#### WHAT NEEDS TO BE DONE:
Among these records, tally each line with the word "lock"; the answer is that number alone.
(RECORDS SUPPLIED begins)
//! # Browse State
//!
//! The browse page's filter bar and "load more" position.
//!
//! Not persisted: a restart starts from the defaults, as a fresh page load
//! would.

use std::sync::{Arc, Mutex, PoisonError};

use nexus_core::BrowseState;

/// Shared browse state.
#[derive(Debug, Clone, Default)]
pub struct BrowseHolder {
    browse: Arc<Mutex<BrowseState>>,
}

impl BrowseHolder {
    /// Fresh browse state with the configured page size.
    pub fn new(page_size: usize) -> Self {
        BrowseHolder {
            browse: Arc::new(Mutex::new(BrowseState::new(page_size))),
        }
    }

    pub fn with_browse<F, R>(&self, f: F) -> R
    where
        F: FnOnce(&BrowseState) -> R,
    {
        let browse = self.browse.lock().unwrap_or_else(PoisonError::into_inner);
        f(&browse)
    }

    pub fn with_browse_mut<F, R>(&self, f: F) -> R
    where
        F: FnOnce(&mut BrowseState) -> R,
    {
        let mut browse = self.browse.lock().unwrap_or_else(PoisonError::into_inner);
        f(&mut browse)
    }
}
(RECORDS SUPPLIED ends)
#### WRITTEN SOLUTION:
2